Well, and that leads me back to a question I had in the other AA thread: with a number of engines designed to be multi-platform, how much effort will go into including predicated tiling in the engines of the multi-platform games that will no doubt form a large part of what is available this gen?

Another way of phrasing it might be: among next-gen multi-console engines, how easy/costly will it be to include predicated tiling for the 360 version of the engine development-wise?

@Thowllly and Diguru: Great posts by the way.

Dave Baumann · Oct 19, 2005

AFAIK the Z pre-pass and tagging of the commands are API calls, the software / hardware should take care of most of the operations.

Frank · Oct 19, 2005

one said:
How about the space of the bus that connects eDRAM and a logic part?

You need to have that bus anyway to connect the off-chip RAM, although you could use a smaller one. But you would need cache as well, which takes more space.
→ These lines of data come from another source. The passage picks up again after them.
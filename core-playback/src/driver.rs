//! # Binding Driver
//!
//! Attaches a [`PlaybackIntent`] to a native backend and keeps the resulting
//! binding running on the UI-affine context.
//!
//! One driver task per binding multiplexes four inputs:
//!
//! 1. dispose requests from the [`BindingHandle`]
//! 2. playback commands relayed through the command channel
//! 3. native signals from the backend's [`SignalSink`]
//! 4. host notifications from the intent
//!
//! Host notifications arrive on a lossless per-binding feed from the intent.
//! Command notifications are re-raised on the command channel and consumed
//! before the next notification, so a binding sees commands and path changes
//! in the order the host issued them. The binding's own notifications
//! (`FinishedPlaying`, `LoadCompleted`) never reach the feed.
//!
//! Every entry point into the binding runs under a panic guard: a panicking
//! native call is logged and the driver keeps going.

use crate::binding::{AssetBinding, BackendBinding, BackendKind, SurfaceBinding};
use crate::command::{CommandChannel, PlaybackCommand};
use crate::error::{PlaybackError, Result};
use crate::intent::PlaybackIntent;
use bridge_traits::{
    AssetPlayerBackend, AssetSignal, DispatchTask, RenderSurface, SignalSink, SurfaceDecoder,
    SurfaceSignal,
};
use core_runtime::config::PlayerConfig;
use core_runtime::events::PlayerEvent;
use parking_lot::Mutex;
use std::any::Any;
use std::fmt;
use std::panic::{self, AssertUnwindSafe};
use tokio::sync::{mpsc, oneshot};
use tracing::{debug, error, info, info_span, Instrument};
use uuid::Uuid;

/// Native objects handed over by the host when a player view is created.
pub enum NativeBackend {
    Surface {
        decoder: Box<dyn SurfaceDecoder>,
        surface: Box<dyn RenderSurface>,
    },
    Asset(Box<dyn AssetPlayerBackend>),
}

impl NativeBackend {
    pub fn kind(&self) -> BackendKind {
        match self {
            NativeBackend::Surface { .. } => BackendKind::Surface,
            NativeBackend::Asset(_) => BackendKind::Asset,
        }
    }
}

impl fmt::Debug for NativeBackend {
    fn fmt(&self, f: &mut fmt::Formatter<'_>) -> fmt::Result {
        f.debug_tuple("NativeBackend").field(&self.kind()).finish()
    }
}

/// Platform the crate was compiled for.
#[derive(Debug, Clone, Copy, PartialEq, Eq)]
pub enum HostPlatform {
    Android,
    Ios,
    Desktop,
}

impl HostPlatform {
    pub fn current() -> Self {
        if cfg!(target_os = "android") {
            HostPlatform::Android
        } else if cfg!(target_os = "ios") {
            HostPlatform::Ios
        } else {
            HostPlatform::Desktop
        }
    }

    /// Backend family the platform's native player provides. Desktop hosts
    /// bring their own backend.
    pub fn native_backend_kind(&self) -> Option<BackendKind> {
        match self {
            HostPlatform::Android => Some(BackendKind::Surface),
            HostPlatform::Ios => Some(BackendKind::Asset),
            HostPlatform::Desktop => None,
        }
    }
}

/// Listener the native side emits callbacks through.
#[derive(Debug, Clone)]
pub enum NativeSignals {
    Surface(SignalSink<SurfaceSignal>),
    Asset(SignalSink<AssetSignal>),
}

type DisposeAck = oneshot::Sender<()>;

/// Host-side handle to a running binding.
///
/// Dropping the handle disposes the binding without waiting for it.
pub struct BindingHandle {
    id: Uuid,
    kind: BackendKind,
    signals: NativeSignals,
    dispose_tx: Mutex<Option<oneshot::Sender<DisposeAck>>>,
}

impl BindingHandle {
    pub fn id(&self) -> Uuid {
        self.id
    }

    pub fn kind(&self) -> BackendKind {
        self.kind
    }

    pub fn signals(&self) -> &NativeSignals {
        &self.signals
    }

    pub fn surface_signals(&self) -> Option<SignalSink<SurfaceSignal>> {
        match &self.signals {
            NativeSignals::Surface(sink) => Some(sink.clone()),
            NativeSignals::Asset(_) => None,
        }
    }

    pub fn asset_signals(&self) -> Option<SignalSink<AssetSignal>> {
        match &self.signals {
            NativeSignals::Asset(sink) => Some(sink.clone()),
            NativeSignals::Surface(_) => None,
        }
    }

    /// `true` once disposal was requested or the driver stopped on its own.
    pub fn is_disposed(&self) -> bool {
        self.dispose_tx
            .lock()
            .as_ref()
            .map_or(true, |request| request.is_closed())
    }

    /// Disposes the binding and waits until its native resources are
    /// released. Calling it again is a no-op.
    ///
    /// # Errors
    ///
    /// [`PlaybackError::ChannelClosed`] if the driver task was dropped by the
    /// dispatcher before it could finish.
    pub async fn dispose(&self) -> Result<()> {
        let Some(request) = self.dispose_tx.lock().take() else {
            return Ok(());
        };

        let (ack_tx, ack_rx) = oneshot::channel();
        if request.send(ack_tx).is_err() {
            debug!(binding_id = %self.id, "Binding already stopped");
            return Ok(());
        }
        ack_rx.await.map_err(|_| PlaybackError::ChannelClosed)
    }
}

impl fmt::Debug for BindingHandle {
    fn fmt(&self, f: &mut fmt::Formatter<'_>) -> fmt::Result {
        f.debug_struct("BindingHandle")
            .field("id", &self.id)
            .field("kind", &self.kind)
            .field("disposed", &self.is_disposed())
            .finish()
    }
}

/// Attaches `intent` to `backend` and starts the driver on the UI context.
///
/// The intent subscription is taken before this returns, so notifications
/// raised right after `attach` are not lost. The binding performs its initial
/// load on the UI context if the intent already has a path.
///
/// # Errors
///
/// [`PlaybackError::Disposed`] if the intent was already disposed.
pub fn attach(
    intent: &PlaybackIntent,
    backend: NativeBackend,
    config: &PlayerConfig,
) -> Result<BindingHandle> {
    if intent.is_disposed() {
        return Err(PlaybackError::Disposed);
    }

    let id = Uuid::new_v4();
    let kind = backend.kind();
    let (dispose_tx, dispose_rx) = oneshot::channel();
    let commands = CommandChannel::new();
    let command_rx = commands.subscribe();
    let events = intent.subscribe_binding();
    let span = info_span!("binding", binding_id = %id, backend = ?kind);

    let (signals, task): (NativeSignals, DispatchTask) = match backend {
        NativeBackend::Surface { decoder, surface } => {
            let (sink, signal_rx) = SignalSink::channel();
            let binding =
                SurfaceBinding::new(intent.clone(), decoder, surface, config, sink.clone());
            let inputs = DriverInputs {
                dispose_rx,
                commands,
                command_rx,
                signal_rx,
                events,
            };
            let task: DispatchTask = Box::pin(drive(binding, inputs).instrument(span));
            (NativeSignals::Surface(sink), task)
        }
        NativeBackend::Asset(backend) => {
            let (sink, signal_rx) = SignalSink::channel();
            let binding = AssetBinding::new(intent.clone(), backend, config, sink.clone());
            let inputs = DriverInputs {
                dispose_rx,
                commands,
                command_rx,
                signal_rx,
                events,
            };
            let task: DispatchTask = Box::pin(drive(binding, inputs).instrument(span));
            (NativeSignals::Asset(sink), task)
        }
    };

    config.ui_dispatcher.spawn_on_ui(task);
    info!(binding_id = %id, backend = ?kind, "Binding attached");

    Ok(BindingHandle {
        id,
        kind,
        signals,
        dispose_tx: Mutex::new(Some(dispose_tx)),
    })
}

struct DriverInputs<S> {
    dispose_rx: oneshot::Receiver<DisposeAck>,
    commands: CommandChannel,
    command_rx: mpsc::UnboundedReceiver<PlaybackCommand>,
    signal_rx: mpsc::UnboundedReceiver<S>,
    events: mpsc::UnboundedReceiver<PlayerEvent>,
}

async fn drive<B>(mut binding: B, mut inputs: DriverInputs<B::Signal>)
where
    B: BackendBinding + 'static,
{
    guarded("attach", || binding.attach());

    let ack = loop {
        tokio::select! {
            biased;

            request = &mut inputs.dispose_rx => {
                // An error means the handle was dropped; dispose all the same.
                break request.ok();
            }
            Some(command) = inputs.command_rx.recv() => {
                guarded("command", || binding.on_command(command));
            }
            Some(signal) = inputs.signal_rx.recv() => {
                guarded("native signal", || binding.on_native(signal));
            }
            event = inputs.events.recv() => match event {
                Some(event) => match PlaybackCommand::from_event(&event) {
                    Some(command) => inputs.commands.raise(command),
                    None => guarded("intent notification", || binding.on_intent(&event)),
                },
                None => {
                    debug!("Intent disposed");
                    break None;
                }
            },
        }
    };

    guarded("dispose", || binding.dispose());
    info!(state = ?binding.state(), "Binding stopped");

    if let Some(ack) = ack {
        ack.send(()).ok();
    }
}

fn guarded(operation: &'static str, f: impl FnOnce()) {
    if let Err(payload) = panic::catch_unwind(AssertUnwindSafe(f)) {
        error!(
            operation,
            panic = %panic_message(payload.as_ref()),
            "Binding entry point panicked"
        );
    }
}

fn panic_message(payload: &(dyn Any + Send)) -> String {
    if let Some(message) = payload.downcast_ref::<&str>() {
        (*message).to_string()
    } else if let Some(message) = payload.downcast_ref::<String>() {
        message.clone()
    } else {
        "non-string panic payload".to_string()
    }
}
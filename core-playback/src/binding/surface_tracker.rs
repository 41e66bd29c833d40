//! Rendering surface lifecycle, tracked separately from decoder readiness.

use tracing::debug;

/// Where the OS-owned rendering surface is in its lifecycle.
#[derive(Debug, Clone, Copy, PartialEq, Eq, Default)]
pub enum SurfaceState {
    #[default]
    NoSurface,
    Created,
    /// Destroyed by the OS, not yet released by the binding.
    Destroyed,
}

/// A load that has to wait for a surface.
#[derive(Debug, Clone, PartialEq, Eq)]
pub struct LoadRequest {
    pub path: String,
}

/// Tracks surface existence and holds at most one load waiting for it.
///
/// Cycle: `NoSurface → Created → Destroyed → NoSurface`. A load requested
/// while no drawable surface exists is kept until the next valid
/// `surface_created`, which hands it back exactly once. A newer request
/// replaces an older one.
#[derive(Debug, Default)]
pub struct SurfaceTracker {
    state: SurfaceState,
    pending: Option<LoadRequest>,
}

impl SurfaceTracker {
    pub fn new() -> Self {
        Self::default()
    }

    pub fn state(&self) -> SurfaceState {
        self.state
    }

    pub fn has_surface(&self) -> bool {
        self.state == SurfaceState::Created
    }

    pub fn pending(&self) -> Option<&LoadRequest> {
        self.pending.as_ref()
    }

    /// Returns `request` back if it can run now, otherwise keeps it.
    pub fn request_load(&mut self, request: LoadRequest) -> Option<LoadRequest> {
        if self.has_surface() {
            return Some(request);
        }
        self.defer(request);
        None
    }

    /// Keeps `request` for the next surface, replacing any older one.
    pub fn defer(&mut self, request: LoadRequest) {
        if self.pending.replace(request).is_some() {
            debug!("Replaced load waiting for a surface");
        }
    }

    /// Records a new surface. A drawable one releases the waiting load.
    pub fn surface_created(&mut self, valid: bool) -> Option<LoadRequest> {
        if !valid {
            self.state = SurfaceState::NoSurface;
            return None;
        }
        self.state = SurfaceState::Created;
        self.pending.take()
    }

    pub fn surface_destroyed(&mut self) {
        self.state = SurfaceState::Destroyed;
    }

    /// The destroyed surface was released; wait for the next one.
    pub fn surface_released(&mut self) {
        if self.state == SurfaceState::Destroyed {
            self.state = SurfaceState::NoSurface;
        }
    }

    pub fn clear(&mut self) {
        self.state = SurfaceState::NoSurface;
        self.pending = None;
    }
}
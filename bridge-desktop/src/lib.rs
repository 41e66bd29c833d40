//! # Desktop Bridge Implementations
//!
//! Default implementations of the host collaborator traits for desktop
//! platforms (macOS, Windows, Linux).
//!
//! ## Overview
//!
//! - `UiDispatcher` using a dedicated Tokio UI thread plus a background runtime
//! - `PathResolver` using `std::path` against a resource root
//!
//! Native media backends are not provided here; desktop hosts plug their own
//! `SurfaceDecoder`/`AssetPlayerBackend` implementations into the core.
//!
//! ## Usage
//!
//! ```ignore
//! use bridge_desktop::{DesktopPathResolver, TokioUiDispatcher};
//! use std::sync::Arc;
//!
//! let dispatcher = Arc::new(TokioUiDispatcher::new()?);
//! let resolver = Arc::new(DesktopPathResolver::new());
//! // Hand both to `PlayerConfig::builder()`.
//! ```

mod dispatch;
mod paths;

pub use dispatch::TokioUiDispatcher;
pub use paths::DesktopPathResolver;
Then again, if you want the same bandwith, you need large caches and that wide bus anyway. So overall you need less transistors, although it is debatable if you should count the EDRAM with the GPU or DDR RAM transistors. In any case, you get 10 MB very high speed memory almost for free.

As for the unified memory + EDRAM architecture versus split memory (half dedicated to the GPU, the other half to the CPU's): unified carries a larger latency panelty for texture lookups, but allows the developer to use it as he sees fit, while with split memory you don't have that choice, but you have less texture latencies and a larger frame buffer. It's a toss-up for now what is better.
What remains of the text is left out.